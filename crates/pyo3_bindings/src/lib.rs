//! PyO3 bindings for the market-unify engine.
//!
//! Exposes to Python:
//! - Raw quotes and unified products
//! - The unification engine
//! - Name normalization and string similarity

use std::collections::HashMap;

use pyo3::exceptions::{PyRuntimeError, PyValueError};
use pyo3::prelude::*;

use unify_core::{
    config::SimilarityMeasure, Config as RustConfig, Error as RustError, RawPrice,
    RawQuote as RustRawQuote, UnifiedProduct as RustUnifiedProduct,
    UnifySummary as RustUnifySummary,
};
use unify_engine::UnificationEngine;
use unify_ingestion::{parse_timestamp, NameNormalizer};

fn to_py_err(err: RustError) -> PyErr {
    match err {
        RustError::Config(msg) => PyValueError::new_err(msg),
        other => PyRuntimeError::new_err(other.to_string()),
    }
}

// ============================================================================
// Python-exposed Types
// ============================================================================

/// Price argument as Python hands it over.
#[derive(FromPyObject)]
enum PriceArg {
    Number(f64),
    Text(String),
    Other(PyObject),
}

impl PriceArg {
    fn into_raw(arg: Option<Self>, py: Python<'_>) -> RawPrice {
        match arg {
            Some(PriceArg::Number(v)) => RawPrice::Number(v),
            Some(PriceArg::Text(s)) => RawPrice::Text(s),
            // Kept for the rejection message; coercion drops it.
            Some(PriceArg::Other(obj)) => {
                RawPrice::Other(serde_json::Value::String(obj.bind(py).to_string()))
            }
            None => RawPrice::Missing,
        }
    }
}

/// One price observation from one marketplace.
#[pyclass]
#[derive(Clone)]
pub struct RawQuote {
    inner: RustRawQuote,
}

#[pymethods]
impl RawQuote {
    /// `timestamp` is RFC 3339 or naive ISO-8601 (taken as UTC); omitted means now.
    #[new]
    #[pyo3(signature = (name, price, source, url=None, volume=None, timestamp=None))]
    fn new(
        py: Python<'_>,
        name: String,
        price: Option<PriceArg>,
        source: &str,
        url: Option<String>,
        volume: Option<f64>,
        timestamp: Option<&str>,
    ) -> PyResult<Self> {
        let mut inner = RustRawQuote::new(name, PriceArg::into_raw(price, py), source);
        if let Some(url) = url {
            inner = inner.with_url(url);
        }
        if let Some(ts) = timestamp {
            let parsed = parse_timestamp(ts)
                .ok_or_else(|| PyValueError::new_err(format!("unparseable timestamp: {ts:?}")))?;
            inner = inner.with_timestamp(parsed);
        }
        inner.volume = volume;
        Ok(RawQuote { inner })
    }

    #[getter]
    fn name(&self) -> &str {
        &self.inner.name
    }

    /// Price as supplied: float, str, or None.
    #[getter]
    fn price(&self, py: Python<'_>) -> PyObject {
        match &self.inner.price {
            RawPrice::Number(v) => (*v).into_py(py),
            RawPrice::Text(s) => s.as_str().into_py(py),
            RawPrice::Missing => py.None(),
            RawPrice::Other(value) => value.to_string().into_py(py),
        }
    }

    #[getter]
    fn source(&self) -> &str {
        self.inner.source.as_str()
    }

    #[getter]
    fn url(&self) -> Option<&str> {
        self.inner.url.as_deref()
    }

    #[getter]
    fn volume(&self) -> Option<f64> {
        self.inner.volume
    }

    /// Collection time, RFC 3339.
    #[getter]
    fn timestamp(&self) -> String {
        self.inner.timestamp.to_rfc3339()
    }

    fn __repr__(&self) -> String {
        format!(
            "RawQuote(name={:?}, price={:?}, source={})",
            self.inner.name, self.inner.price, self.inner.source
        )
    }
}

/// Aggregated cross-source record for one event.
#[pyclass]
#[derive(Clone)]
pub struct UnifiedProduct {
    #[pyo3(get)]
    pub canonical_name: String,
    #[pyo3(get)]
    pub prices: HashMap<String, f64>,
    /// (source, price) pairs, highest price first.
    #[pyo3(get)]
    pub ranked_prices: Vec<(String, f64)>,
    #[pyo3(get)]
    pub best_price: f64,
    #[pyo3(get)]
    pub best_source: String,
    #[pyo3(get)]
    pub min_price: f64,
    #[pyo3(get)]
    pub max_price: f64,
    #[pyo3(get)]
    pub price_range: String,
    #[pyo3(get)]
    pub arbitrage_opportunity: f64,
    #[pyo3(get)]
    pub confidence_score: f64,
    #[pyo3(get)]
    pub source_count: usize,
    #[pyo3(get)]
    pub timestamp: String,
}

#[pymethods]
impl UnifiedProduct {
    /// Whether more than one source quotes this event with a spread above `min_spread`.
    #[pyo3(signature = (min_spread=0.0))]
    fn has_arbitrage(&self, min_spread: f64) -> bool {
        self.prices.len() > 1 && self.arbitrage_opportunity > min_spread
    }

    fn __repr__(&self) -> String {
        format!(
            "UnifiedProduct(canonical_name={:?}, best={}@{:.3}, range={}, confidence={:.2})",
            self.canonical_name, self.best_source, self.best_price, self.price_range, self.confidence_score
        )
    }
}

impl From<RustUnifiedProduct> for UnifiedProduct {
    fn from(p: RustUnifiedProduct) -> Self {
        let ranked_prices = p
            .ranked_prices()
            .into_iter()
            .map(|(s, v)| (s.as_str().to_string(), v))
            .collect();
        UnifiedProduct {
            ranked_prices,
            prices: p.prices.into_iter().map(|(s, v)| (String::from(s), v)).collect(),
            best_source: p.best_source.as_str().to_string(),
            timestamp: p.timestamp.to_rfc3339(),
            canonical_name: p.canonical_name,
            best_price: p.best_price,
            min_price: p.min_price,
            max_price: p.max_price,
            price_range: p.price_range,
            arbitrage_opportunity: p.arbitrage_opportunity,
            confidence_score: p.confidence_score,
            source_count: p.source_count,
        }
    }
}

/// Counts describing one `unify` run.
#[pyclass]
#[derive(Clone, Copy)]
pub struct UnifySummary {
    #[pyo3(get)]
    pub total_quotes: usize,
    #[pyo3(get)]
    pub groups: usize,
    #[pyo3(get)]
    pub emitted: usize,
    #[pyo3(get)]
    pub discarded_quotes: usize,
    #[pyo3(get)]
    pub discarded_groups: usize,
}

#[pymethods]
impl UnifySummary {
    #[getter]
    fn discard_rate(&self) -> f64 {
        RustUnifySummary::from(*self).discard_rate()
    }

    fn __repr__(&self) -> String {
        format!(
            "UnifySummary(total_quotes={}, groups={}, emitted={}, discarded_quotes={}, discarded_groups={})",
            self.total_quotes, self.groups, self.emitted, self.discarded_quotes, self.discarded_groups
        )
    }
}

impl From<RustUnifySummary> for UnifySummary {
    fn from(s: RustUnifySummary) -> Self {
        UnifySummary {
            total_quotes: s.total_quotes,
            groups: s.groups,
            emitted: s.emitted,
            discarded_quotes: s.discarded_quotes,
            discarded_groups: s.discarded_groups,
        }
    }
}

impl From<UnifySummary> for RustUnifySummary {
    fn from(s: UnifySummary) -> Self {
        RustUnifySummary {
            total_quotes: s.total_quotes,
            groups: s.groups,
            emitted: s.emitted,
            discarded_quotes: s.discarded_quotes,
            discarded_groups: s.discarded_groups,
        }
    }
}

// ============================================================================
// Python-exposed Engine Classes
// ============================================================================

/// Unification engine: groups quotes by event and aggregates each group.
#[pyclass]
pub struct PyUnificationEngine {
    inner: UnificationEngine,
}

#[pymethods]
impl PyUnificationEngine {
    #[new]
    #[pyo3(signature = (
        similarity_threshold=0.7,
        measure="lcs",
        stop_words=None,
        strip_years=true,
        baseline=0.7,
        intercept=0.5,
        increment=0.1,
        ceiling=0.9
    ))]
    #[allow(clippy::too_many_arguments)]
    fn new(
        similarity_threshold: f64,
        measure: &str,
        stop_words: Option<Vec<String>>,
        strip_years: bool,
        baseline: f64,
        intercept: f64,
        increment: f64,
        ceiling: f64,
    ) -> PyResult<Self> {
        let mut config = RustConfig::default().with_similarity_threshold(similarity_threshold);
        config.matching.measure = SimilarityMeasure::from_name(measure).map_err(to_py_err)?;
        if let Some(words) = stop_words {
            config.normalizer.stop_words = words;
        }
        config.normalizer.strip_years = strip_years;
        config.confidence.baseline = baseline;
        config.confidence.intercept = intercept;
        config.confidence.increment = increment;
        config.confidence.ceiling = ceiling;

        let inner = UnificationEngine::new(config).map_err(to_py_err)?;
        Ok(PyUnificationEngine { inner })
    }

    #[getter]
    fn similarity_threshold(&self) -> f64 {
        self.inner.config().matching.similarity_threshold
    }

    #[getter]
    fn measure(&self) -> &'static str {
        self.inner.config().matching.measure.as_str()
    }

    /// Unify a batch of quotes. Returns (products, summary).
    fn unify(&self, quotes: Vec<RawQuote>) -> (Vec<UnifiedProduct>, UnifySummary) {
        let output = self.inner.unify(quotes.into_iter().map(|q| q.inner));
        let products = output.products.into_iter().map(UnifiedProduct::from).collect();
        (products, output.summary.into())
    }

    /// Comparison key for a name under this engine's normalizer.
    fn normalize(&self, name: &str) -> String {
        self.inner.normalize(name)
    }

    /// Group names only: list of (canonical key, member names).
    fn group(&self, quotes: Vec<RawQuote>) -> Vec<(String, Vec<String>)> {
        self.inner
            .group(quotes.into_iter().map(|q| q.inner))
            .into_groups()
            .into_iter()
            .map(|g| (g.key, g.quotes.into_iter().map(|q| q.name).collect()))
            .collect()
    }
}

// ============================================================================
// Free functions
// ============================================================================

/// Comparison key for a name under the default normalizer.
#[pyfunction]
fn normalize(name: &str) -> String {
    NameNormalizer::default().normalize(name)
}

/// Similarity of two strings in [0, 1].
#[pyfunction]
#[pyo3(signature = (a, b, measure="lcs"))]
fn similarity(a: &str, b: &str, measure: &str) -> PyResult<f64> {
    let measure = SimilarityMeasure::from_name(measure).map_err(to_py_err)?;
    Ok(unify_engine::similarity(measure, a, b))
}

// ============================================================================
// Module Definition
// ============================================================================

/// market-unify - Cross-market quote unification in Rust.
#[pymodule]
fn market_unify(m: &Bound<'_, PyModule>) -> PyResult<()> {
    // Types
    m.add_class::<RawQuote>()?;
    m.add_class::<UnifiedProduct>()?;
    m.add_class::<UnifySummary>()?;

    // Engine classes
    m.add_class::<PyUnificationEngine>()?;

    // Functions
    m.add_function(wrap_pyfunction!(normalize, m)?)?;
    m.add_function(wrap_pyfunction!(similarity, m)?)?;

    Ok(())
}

* * *

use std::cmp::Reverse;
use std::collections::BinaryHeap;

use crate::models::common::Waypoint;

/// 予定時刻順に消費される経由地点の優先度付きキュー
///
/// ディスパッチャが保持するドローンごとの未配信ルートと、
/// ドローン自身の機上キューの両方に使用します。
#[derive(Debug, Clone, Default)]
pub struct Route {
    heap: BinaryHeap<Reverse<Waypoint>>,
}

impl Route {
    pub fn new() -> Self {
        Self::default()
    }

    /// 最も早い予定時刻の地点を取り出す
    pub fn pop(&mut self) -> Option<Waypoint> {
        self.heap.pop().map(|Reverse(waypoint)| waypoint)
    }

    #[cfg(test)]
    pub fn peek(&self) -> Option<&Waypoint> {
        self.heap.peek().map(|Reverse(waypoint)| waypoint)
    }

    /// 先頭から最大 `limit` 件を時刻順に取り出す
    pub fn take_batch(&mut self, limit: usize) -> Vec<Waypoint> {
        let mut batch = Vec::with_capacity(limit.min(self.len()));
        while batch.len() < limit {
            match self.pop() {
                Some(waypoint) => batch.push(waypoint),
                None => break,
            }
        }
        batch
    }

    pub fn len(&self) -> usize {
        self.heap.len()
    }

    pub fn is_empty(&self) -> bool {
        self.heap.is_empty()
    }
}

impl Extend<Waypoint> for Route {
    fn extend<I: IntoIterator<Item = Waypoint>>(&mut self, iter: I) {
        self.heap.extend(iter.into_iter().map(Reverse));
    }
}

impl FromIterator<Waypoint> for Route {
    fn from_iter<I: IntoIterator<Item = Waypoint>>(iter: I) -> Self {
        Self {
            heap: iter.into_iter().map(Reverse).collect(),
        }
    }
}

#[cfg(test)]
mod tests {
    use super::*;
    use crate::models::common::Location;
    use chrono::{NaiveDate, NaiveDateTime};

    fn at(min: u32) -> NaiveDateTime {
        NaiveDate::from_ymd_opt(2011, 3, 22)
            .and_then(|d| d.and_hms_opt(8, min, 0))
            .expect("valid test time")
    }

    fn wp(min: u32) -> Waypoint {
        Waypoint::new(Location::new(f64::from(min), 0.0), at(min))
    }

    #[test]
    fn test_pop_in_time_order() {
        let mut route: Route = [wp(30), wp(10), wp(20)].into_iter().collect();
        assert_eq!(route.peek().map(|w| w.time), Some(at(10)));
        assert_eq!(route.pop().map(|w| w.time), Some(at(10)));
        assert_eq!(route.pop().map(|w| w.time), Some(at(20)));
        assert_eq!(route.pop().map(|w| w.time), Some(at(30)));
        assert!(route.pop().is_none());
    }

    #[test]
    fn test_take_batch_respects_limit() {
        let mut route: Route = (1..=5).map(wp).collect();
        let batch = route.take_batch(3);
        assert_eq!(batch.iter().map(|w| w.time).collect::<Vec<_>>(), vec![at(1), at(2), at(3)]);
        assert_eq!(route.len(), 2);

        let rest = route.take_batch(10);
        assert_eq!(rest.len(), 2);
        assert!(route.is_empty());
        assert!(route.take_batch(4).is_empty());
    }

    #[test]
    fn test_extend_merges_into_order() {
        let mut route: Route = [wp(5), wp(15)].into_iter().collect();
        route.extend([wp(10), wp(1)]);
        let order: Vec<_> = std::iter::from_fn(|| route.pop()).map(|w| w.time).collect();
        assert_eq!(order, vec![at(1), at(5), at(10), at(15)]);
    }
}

### Exercise instructions
Return, word for word, the lines of the data above from the line with "#[derive(Debug, Clone, Default)]" through the line with "pub fn pop(&mut", inclusive.

### Problem solution
#[derive(Debug, Clone, Default)]
pub struct Route {
    heap: BinaryHeap<Reverse<Waypoint>>,
}

impl Route {
    pub fn new() -> Self {
        Self::default()
    }

    /// 最も早い予定時刻の地点を取り出す
    pub fn pop(&mut self) -> Option<Waypoint> {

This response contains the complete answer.